Materials provided »

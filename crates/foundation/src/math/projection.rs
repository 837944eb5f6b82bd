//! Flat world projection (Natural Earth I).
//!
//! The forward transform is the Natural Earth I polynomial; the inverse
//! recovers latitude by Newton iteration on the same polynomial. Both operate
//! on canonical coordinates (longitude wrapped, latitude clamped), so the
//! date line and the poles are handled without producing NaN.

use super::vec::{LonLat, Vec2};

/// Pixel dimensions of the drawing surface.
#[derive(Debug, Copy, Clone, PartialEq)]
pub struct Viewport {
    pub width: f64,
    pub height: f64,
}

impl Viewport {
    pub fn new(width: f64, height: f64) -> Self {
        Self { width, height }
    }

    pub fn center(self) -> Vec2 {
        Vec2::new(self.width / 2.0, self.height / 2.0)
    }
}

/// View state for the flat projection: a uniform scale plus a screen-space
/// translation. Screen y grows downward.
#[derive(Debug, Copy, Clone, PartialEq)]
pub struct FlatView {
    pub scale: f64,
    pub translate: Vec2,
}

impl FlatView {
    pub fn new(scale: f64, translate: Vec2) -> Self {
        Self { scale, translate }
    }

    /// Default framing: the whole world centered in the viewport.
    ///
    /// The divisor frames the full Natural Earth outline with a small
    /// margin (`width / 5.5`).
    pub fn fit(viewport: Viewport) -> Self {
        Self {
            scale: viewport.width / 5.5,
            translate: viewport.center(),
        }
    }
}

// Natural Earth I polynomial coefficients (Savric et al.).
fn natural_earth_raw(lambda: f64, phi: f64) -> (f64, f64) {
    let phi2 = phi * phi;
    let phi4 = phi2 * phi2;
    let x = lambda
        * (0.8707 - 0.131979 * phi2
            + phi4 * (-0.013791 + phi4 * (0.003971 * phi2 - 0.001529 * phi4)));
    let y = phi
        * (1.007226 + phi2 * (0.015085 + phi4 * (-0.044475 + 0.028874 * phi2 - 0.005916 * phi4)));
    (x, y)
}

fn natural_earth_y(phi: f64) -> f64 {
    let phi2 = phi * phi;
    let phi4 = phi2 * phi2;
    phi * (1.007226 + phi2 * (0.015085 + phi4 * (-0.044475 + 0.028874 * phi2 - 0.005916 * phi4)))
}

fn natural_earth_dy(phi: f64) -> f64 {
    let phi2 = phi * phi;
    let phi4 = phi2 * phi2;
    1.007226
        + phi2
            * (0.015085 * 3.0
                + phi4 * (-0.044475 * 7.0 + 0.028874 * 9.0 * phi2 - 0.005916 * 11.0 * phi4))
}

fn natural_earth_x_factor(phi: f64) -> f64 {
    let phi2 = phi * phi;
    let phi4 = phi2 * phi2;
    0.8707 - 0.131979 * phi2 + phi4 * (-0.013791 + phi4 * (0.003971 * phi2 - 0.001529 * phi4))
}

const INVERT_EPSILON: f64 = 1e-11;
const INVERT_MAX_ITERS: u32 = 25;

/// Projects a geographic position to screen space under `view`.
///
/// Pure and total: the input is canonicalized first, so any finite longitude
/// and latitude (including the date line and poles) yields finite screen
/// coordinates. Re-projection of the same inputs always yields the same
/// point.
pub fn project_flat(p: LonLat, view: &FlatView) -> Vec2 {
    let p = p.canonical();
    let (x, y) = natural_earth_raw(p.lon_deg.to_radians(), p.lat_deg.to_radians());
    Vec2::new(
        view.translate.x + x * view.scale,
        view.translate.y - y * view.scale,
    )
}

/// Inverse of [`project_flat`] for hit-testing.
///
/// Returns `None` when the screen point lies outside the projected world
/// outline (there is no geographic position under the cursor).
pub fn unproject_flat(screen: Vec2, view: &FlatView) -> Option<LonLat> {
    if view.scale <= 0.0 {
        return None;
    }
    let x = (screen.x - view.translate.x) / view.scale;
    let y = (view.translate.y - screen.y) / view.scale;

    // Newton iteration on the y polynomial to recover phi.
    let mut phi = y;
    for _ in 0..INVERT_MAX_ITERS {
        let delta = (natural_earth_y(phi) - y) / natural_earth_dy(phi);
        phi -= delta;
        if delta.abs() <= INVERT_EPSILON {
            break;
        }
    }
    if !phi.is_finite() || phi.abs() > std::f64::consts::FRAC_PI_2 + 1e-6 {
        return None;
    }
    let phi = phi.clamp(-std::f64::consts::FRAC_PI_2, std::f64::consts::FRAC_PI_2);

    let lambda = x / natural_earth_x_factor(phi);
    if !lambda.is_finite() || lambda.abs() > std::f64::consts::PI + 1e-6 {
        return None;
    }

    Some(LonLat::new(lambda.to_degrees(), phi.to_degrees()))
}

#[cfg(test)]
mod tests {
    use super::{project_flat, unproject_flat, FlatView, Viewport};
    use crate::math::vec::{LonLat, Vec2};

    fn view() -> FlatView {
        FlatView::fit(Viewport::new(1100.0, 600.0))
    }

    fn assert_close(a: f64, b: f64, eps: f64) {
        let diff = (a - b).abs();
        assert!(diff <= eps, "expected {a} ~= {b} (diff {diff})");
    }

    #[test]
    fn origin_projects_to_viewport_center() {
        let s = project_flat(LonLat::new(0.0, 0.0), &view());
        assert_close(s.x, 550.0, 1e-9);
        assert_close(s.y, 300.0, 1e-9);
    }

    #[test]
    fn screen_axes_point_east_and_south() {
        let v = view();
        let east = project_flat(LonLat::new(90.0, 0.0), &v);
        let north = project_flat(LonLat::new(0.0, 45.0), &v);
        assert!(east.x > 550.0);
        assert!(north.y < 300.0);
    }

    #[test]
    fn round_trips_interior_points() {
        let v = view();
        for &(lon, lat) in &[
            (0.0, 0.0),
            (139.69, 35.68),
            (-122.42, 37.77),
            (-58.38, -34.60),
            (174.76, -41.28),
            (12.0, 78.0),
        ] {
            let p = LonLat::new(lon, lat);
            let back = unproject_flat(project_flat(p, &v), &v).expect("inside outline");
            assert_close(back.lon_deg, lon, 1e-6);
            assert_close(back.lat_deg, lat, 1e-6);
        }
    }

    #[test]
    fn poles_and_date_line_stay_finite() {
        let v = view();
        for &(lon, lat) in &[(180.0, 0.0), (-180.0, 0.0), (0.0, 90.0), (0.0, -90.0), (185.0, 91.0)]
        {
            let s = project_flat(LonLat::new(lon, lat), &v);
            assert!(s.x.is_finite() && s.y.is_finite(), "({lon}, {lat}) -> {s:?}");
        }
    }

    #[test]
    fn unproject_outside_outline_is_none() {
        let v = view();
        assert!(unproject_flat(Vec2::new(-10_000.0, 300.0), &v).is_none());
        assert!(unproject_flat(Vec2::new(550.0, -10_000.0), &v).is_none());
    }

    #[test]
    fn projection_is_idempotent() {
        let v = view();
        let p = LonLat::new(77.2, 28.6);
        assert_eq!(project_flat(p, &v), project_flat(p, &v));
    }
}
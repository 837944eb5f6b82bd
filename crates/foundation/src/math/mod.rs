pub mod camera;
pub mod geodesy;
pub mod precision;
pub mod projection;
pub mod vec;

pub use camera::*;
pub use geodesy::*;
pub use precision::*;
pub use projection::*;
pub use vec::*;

Directions for this task » Restate word for word the entries above from the line with "let p = p.canonical();" through the line with "phi -= delta;", inclusive, leaving out everything else.

Response to the task »
    let p = p.canonical();
    let (x, y) = natural_earth_raw(p.lon_deg.to_radians(), p.lat_deg.to_radians());
    Vec2::new(
        view.translate.x + x * view.scale,
        view.translate.y - y * view.scale,
    )
}

/// Inverse of [`project_flat`] for hit-testing.
///
/// Returns `None` when the screen point lies outside the projected world
/// outline (there is no geographic position under the cursor).
pub fn unproject_flat(screen: Vec2, view: &FlatView) -> Option<LonLat> {
    if view.scale <= 0.0 {
        return None;
    }
    let x = (screen.x - view.translate.x) / view.scale;
    let y = (view.translate.y - screen.y) / view.scale;

    // Newton iteration on the y polynomial to recover phi.
    let mut phi = y;
    for _ in 0..INVERT_MAX_ITERS {
        let delta = (natural_earth_y(phi) - y) / natural_earth_dy(phi);
        phi -= delta;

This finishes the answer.